**Work item**
What lines below include the string "ImmediateTreatment"? Pick them out and copy them.

**Provided entries**
"""
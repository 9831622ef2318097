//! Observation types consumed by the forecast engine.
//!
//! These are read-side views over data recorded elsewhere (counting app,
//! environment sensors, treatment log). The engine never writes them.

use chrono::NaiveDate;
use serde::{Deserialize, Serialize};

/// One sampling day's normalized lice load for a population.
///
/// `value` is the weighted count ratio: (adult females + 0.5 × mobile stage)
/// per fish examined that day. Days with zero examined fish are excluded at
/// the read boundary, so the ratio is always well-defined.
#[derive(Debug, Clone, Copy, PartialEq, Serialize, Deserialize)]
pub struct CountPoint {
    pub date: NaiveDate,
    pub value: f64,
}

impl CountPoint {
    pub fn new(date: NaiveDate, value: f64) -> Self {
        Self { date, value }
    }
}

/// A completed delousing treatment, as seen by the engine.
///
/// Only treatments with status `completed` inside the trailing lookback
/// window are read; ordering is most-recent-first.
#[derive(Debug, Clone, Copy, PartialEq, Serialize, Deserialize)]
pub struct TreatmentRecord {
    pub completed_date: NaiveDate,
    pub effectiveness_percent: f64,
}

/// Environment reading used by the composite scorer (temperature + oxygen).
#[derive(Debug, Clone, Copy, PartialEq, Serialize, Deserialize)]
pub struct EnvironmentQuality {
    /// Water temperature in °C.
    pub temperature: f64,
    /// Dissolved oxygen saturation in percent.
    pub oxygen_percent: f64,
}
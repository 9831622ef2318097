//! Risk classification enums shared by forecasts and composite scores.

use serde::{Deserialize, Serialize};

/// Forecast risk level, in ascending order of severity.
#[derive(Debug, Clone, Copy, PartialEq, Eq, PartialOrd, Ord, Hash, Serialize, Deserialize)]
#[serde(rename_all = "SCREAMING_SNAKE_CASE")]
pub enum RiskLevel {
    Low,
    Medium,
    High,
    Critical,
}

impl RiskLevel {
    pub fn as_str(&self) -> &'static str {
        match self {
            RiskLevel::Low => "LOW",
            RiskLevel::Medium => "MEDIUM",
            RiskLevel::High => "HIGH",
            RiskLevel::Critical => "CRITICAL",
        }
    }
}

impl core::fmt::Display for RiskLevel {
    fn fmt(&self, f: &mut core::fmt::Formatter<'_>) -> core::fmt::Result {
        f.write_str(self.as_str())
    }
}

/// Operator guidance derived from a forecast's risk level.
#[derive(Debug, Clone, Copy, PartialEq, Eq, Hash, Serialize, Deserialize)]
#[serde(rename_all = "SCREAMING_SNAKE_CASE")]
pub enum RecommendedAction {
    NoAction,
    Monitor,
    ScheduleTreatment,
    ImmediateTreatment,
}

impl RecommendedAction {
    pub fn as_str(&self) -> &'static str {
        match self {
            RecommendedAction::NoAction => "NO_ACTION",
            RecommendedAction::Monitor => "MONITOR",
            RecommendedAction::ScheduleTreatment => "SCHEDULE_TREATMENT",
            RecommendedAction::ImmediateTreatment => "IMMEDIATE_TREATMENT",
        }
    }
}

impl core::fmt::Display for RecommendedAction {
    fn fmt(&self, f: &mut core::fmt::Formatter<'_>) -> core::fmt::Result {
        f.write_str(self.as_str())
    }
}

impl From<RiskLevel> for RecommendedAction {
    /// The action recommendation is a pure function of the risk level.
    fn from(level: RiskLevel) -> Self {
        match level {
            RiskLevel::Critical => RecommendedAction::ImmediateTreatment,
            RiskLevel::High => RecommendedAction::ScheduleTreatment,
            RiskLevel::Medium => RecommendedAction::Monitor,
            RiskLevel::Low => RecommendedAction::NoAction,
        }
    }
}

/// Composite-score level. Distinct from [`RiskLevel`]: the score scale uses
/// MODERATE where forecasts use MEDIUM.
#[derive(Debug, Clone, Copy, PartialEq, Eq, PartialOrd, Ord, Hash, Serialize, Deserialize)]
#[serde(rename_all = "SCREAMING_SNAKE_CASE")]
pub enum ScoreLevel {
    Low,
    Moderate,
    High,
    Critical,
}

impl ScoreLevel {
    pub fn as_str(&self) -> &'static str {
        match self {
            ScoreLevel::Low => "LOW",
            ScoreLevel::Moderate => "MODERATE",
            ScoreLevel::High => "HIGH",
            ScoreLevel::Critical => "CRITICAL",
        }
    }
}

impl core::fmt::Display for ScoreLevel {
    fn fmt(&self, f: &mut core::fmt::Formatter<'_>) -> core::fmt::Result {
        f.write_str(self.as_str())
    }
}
"""
"""
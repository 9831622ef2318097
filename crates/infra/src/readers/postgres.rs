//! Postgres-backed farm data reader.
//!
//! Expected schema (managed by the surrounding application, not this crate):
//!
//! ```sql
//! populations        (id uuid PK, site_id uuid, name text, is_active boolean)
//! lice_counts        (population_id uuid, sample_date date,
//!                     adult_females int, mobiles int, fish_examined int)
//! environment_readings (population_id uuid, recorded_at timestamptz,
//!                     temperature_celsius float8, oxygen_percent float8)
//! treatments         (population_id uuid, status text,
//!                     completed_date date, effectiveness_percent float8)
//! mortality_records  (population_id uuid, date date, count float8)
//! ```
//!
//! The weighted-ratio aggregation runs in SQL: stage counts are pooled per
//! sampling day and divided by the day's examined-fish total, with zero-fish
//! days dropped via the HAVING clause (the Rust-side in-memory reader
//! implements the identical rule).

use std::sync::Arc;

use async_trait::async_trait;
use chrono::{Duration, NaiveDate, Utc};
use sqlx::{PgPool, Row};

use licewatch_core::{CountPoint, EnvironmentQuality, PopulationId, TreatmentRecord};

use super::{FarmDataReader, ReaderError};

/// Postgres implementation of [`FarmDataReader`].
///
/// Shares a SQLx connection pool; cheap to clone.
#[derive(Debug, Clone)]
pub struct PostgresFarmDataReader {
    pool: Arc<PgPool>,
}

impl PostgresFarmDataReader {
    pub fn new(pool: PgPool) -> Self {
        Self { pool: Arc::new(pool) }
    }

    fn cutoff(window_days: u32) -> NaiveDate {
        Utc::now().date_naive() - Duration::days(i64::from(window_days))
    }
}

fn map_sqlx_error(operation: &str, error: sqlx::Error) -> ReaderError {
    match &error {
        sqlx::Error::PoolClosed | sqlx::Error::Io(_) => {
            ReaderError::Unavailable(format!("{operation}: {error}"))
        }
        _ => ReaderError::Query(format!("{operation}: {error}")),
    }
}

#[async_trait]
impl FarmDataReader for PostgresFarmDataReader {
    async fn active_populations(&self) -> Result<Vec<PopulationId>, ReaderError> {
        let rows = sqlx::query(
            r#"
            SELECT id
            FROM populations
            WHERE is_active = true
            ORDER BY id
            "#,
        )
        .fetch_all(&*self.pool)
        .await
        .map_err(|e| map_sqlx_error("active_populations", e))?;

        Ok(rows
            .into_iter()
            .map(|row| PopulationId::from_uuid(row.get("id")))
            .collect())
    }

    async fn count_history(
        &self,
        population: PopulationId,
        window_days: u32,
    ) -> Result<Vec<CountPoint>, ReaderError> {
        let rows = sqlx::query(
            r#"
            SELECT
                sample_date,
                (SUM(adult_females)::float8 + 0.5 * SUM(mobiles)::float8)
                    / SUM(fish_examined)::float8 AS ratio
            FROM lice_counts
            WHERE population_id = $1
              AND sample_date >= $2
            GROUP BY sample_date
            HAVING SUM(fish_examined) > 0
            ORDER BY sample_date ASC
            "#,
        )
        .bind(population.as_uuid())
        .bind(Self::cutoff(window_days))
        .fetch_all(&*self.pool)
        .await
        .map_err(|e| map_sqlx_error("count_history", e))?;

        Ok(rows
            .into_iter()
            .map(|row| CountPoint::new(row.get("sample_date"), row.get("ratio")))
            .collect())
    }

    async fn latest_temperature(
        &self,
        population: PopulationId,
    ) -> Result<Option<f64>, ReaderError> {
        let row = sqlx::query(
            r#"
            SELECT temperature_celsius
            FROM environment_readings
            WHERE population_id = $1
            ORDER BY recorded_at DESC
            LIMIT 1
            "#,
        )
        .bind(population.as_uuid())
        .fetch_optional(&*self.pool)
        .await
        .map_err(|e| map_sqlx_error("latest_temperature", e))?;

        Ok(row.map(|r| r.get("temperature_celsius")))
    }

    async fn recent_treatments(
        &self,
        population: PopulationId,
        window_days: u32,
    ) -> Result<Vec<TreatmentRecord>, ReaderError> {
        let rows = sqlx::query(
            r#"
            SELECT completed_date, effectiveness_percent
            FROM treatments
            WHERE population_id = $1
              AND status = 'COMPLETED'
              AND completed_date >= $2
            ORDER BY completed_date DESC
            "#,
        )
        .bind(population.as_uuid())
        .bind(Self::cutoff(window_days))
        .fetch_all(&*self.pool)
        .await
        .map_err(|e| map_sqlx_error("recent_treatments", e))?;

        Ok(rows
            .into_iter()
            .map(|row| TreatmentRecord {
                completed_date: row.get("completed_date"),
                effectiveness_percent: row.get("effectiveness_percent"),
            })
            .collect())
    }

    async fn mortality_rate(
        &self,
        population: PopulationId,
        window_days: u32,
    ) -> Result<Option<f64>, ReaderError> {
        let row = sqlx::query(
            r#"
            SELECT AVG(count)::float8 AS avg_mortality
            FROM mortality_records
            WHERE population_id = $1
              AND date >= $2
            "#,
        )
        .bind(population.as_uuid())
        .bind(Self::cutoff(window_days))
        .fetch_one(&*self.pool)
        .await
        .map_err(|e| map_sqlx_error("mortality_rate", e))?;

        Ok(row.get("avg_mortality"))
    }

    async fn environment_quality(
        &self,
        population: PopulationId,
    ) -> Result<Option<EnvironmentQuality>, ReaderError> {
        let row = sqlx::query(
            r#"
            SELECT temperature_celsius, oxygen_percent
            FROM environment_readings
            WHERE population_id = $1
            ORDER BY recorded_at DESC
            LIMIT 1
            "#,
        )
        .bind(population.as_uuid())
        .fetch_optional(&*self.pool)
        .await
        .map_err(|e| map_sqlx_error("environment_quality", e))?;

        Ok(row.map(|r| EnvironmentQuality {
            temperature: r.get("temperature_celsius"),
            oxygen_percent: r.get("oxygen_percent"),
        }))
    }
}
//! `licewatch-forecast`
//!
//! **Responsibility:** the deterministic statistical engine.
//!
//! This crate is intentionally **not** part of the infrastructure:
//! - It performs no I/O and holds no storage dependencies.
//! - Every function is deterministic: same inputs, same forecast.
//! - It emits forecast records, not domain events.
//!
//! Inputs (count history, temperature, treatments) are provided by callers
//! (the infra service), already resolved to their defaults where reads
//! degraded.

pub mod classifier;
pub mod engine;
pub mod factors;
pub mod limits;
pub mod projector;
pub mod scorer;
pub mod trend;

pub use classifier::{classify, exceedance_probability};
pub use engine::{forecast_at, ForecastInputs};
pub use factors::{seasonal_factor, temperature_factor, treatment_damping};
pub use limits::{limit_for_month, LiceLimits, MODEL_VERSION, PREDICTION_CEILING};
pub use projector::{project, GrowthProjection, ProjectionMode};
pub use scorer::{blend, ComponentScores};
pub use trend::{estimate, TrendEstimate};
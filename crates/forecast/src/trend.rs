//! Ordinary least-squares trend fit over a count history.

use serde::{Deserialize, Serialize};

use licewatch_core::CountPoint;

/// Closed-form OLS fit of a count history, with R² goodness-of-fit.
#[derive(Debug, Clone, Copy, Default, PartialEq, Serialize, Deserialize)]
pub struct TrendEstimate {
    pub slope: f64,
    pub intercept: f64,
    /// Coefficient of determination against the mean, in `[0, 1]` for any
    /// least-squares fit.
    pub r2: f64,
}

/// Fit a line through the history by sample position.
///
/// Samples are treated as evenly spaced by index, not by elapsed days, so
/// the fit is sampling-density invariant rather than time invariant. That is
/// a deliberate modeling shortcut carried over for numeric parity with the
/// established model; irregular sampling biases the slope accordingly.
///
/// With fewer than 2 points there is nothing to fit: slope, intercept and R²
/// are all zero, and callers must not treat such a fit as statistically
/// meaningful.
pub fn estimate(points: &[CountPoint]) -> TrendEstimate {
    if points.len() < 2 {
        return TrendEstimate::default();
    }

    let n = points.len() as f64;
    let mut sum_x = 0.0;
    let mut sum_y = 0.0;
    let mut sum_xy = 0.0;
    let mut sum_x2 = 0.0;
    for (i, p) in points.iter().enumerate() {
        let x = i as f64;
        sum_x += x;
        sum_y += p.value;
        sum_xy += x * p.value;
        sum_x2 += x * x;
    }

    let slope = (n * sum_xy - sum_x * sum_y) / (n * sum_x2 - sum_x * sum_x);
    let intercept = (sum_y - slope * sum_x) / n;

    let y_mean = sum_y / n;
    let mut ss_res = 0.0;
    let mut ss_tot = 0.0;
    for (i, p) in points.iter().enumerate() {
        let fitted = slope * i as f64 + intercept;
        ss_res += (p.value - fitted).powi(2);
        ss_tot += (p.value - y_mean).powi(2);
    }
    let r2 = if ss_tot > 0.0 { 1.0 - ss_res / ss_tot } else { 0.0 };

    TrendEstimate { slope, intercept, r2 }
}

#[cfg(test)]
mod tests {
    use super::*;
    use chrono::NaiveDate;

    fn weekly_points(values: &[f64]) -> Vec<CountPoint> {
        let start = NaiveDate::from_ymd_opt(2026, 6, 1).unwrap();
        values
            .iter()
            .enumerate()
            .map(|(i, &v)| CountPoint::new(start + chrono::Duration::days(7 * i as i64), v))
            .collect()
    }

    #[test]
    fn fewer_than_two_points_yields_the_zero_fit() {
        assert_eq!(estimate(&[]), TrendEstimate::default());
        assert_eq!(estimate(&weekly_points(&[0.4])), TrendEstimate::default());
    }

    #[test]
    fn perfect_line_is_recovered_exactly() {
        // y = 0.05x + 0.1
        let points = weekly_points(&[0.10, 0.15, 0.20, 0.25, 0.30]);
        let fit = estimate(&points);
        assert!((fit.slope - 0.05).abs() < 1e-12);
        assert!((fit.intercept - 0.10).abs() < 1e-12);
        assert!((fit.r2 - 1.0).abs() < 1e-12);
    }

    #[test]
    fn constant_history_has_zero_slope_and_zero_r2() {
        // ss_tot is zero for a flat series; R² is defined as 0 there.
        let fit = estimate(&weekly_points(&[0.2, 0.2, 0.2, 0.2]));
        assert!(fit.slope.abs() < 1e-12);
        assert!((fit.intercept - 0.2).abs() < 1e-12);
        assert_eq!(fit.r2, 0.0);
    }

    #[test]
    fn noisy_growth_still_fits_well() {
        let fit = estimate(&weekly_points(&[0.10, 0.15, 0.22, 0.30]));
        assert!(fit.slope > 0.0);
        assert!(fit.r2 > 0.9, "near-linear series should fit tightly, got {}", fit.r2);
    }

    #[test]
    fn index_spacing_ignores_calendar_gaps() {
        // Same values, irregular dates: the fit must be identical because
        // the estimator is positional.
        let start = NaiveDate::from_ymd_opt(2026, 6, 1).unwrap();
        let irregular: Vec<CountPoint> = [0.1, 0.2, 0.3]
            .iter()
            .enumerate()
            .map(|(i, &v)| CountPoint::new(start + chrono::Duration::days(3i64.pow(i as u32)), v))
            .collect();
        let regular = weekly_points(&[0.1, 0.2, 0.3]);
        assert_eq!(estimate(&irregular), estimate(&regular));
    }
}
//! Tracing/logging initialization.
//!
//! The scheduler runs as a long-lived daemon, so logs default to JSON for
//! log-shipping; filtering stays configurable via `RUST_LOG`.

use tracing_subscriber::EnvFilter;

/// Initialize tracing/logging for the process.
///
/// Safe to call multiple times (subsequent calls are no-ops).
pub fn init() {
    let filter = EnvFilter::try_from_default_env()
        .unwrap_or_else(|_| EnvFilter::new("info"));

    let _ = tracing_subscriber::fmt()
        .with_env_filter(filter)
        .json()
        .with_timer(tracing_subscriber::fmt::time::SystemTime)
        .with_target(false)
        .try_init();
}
"""
**The completed task**
    ImmediateTreatment,
            RecommendedAction::ImmediateTreatment => "IMMEDIATE_TREATMENT",
            RiskLevel::Critical => RecommendedAction::ImmediateTreatment,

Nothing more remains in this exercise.